→ **Goal of the exercise**: Return, from the data that follows, each line that holds the word "AuthorizeRequest".

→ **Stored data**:
_ _ _ _ _ _ _

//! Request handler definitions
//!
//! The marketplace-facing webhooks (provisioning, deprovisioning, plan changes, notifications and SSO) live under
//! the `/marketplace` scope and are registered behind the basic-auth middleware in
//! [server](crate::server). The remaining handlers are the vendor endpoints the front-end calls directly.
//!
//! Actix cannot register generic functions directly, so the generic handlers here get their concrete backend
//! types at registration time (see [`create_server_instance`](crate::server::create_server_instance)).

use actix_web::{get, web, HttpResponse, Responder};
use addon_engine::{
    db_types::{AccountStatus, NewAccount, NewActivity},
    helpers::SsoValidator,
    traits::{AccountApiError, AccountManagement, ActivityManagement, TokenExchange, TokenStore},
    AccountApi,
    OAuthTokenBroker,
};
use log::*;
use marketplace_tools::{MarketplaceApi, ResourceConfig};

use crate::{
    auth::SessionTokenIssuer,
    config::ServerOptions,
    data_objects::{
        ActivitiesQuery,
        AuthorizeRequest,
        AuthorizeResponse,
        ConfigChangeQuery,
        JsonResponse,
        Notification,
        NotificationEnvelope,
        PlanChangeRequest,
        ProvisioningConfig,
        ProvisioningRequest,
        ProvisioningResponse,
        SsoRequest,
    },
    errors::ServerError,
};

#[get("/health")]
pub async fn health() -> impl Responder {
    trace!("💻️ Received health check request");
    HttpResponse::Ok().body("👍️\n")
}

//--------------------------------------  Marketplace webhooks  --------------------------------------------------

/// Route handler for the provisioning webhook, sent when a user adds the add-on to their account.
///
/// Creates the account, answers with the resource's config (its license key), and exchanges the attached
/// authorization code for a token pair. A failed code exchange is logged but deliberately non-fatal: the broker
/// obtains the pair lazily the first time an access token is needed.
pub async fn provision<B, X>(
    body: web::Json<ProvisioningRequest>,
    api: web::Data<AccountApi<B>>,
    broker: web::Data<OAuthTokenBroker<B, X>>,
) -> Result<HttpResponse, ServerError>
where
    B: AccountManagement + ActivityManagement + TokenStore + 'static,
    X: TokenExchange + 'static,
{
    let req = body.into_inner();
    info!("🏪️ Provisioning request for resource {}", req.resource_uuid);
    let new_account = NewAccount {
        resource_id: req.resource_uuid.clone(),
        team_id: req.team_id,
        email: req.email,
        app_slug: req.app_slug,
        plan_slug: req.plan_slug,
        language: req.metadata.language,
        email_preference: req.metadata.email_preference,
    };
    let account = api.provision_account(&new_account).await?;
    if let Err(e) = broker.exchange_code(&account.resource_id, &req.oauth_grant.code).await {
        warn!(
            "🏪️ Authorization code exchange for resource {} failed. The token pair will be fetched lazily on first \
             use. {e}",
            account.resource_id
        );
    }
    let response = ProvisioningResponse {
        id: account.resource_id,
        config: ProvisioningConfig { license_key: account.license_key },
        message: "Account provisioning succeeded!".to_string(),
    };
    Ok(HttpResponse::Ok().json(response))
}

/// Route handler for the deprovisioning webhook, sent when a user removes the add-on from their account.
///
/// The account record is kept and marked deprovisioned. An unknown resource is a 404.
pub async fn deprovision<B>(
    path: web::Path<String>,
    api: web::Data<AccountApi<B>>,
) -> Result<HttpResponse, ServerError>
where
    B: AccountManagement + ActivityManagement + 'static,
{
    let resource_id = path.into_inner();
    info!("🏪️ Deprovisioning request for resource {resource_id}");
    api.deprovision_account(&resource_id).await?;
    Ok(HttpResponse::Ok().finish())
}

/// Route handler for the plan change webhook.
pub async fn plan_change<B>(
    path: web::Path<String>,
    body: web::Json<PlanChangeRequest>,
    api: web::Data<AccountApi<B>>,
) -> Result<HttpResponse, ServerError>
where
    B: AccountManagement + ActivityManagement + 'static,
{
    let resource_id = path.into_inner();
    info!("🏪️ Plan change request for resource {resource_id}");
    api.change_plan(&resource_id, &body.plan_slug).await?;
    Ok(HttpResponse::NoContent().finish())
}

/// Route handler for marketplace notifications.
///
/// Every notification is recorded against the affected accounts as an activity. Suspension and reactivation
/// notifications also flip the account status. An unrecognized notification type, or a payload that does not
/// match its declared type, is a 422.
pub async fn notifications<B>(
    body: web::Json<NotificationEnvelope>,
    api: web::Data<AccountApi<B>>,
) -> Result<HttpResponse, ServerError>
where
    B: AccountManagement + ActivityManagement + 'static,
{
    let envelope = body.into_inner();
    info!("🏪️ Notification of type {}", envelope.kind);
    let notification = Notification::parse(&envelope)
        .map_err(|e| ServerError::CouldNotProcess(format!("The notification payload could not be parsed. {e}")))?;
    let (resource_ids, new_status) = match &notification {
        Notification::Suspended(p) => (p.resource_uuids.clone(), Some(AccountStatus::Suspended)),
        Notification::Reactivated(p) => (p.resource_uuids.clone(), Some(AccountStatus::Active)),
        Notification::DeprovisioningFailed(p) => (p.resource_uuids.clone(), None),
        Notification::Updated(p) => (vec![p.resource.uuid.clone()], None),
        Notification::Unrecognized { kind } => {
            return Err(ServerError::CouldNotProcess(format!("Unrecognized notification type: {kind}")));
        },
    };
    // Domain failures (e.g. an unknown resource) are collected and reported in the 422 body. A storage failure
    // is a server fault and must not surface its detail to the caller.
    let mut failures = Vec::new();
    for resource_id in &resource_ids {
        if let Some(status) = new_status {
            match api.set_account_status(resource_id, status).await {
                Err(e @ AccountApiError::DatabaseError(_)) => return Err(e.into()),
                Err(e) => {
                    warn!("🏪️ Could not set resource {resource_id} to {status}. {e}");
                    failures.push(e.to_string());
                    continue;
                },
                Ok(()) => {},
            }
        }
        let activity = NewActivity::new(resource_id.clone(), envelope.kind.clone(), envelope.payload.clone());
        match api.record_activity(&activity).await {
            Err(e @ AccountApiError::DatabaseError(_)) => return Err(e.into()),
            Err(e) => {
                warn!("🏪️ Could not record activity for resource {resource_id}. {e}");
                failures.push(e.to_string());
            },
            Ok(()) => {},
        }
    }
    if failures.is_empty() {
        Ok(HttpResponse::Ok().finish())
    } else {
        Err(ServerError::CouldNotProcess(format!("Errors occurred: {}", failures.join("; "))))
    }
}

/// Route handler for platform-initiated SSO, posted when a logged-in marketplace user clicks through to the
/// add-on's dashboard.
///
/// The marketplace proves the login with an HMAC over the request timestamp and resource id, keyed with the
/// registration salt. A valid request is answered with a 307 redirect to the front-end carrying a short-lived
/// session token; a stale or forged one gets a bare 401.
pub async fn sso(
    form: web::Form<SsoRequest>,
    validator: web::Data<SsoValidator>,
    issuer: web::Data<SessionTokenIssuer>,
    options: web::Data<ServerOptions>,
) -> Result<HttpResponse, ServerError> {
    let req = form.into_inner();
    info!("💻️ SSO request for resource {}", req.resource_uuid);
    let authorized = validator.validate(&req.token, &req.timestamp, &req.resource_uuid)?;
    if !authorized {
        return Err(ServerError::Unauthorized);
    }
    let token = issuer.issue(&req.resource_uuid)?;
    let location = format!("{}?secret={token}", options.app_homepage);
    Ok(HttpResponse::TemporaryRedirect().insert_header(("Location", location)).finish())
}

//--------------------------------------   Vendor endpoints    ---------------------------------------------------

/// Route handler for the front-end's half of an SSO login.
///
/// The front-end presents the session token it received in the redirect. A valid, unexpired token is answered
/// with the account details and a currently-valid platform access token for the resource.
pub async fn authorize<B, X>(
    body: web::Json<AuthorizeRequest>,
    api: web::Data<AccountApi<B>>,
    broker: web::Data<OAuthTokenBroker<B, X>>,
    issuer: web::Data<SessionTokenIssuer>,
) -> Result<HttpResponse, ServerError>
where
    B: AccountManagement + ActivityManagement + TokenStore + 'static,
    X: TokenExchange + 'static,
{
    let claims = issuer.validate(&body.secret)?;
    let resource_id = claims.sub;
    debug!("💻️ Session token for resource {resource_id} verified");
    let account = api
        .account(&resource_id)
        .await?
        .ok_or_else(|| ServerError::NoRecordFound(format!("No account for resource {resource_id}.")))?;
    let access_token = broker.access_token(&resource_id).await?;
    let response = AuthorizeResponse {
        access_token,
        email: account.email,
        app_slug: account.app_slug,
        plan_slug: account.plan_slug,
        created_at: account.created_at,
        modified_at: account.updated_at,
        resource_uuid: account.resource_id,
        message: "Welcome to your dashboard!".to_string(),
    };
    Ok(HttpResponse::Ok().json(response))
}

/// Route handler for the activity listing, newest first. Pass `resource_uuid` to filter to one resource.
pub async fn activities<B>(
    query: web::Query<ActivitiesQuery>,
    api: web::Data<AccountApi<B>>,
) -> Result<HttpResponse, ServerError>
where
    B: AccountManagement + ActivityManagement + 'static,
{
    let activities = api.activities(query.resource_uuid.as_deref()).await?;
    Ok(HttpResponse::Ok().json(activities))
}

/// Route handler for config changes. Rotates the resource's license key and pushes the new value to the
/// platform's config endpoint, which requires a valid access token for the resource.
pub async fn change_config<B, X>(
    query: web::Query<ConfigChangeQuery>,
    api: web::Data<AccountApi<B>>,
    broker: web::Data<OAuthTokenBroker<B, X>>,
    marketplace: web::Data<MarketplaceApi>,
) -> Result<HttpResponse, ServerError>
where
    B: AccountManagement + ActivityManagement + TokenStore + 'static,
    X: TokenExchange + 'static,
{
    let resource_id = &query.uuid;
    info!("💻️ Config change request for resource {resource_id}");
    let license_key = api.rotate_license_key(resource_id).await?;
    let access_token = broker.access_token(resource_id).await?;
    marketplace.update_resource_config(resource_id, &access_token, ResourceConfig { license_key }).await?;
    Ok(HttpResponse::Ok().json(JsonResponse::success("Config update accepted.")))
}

_ _ _ _ _ _ _

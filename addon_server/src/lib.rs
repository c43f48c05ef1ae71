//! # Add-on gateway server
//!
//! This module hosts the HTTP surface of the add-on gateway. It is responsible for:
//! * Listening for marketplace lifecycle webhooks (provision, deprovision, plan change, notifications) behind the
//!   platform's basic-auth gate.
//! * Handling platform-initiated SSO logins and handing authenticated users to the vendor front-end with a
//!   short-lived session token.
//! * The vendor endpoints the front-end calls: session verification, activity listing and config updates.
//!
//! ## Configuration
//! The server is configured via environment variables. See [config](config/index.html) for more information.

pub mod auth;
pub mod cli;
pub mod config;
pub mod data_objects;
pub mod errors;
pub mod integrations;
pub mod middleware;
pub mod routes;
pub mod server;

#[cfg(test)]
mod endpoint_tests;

_ _ _ _ _ _ _

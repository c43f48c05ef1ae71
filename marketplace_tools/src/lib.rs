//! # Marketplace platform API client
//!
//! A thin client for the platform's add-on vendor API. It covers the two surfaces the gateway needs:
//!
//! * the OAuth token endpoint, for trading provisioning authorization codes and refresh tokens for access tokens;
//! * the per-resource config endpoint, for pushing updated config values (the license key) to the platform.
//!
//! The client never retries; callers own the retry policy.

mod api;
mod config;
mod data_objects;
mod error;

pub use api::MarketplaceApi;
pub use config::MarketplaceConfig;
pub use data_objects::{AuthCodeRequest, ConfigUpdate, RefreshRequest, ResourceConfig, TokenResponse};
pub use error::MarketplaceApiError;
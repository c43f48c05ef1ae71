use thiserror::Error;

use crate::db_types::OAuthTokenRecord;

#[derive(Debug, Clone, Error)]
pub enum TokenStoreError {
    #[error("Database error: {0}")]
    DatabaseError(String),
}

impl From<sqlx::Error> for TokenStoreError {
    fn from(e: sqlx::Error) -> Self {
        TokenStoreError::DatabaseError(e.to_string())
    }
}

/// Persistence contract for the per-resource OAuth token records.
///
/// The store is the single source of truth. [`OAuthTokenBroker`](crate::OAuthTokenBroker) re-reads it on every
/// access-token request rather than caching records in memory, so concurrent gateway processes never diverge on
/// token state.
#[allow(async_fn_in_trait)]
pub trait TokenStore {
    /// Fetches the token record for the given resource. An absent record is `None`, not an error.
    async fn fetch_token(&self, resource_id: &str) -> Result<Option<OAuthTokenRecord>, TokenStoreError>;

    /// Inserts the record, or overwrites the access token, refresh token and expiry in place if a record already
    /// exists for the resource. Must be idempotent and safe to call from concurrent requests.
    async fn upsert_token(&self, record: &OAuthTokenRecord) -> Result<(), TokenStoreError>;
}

_ _ _ _ _ _ _

→ **Result below**:
        AuthorizeRequest,
    body: web::Json<AuthorizeRequest>,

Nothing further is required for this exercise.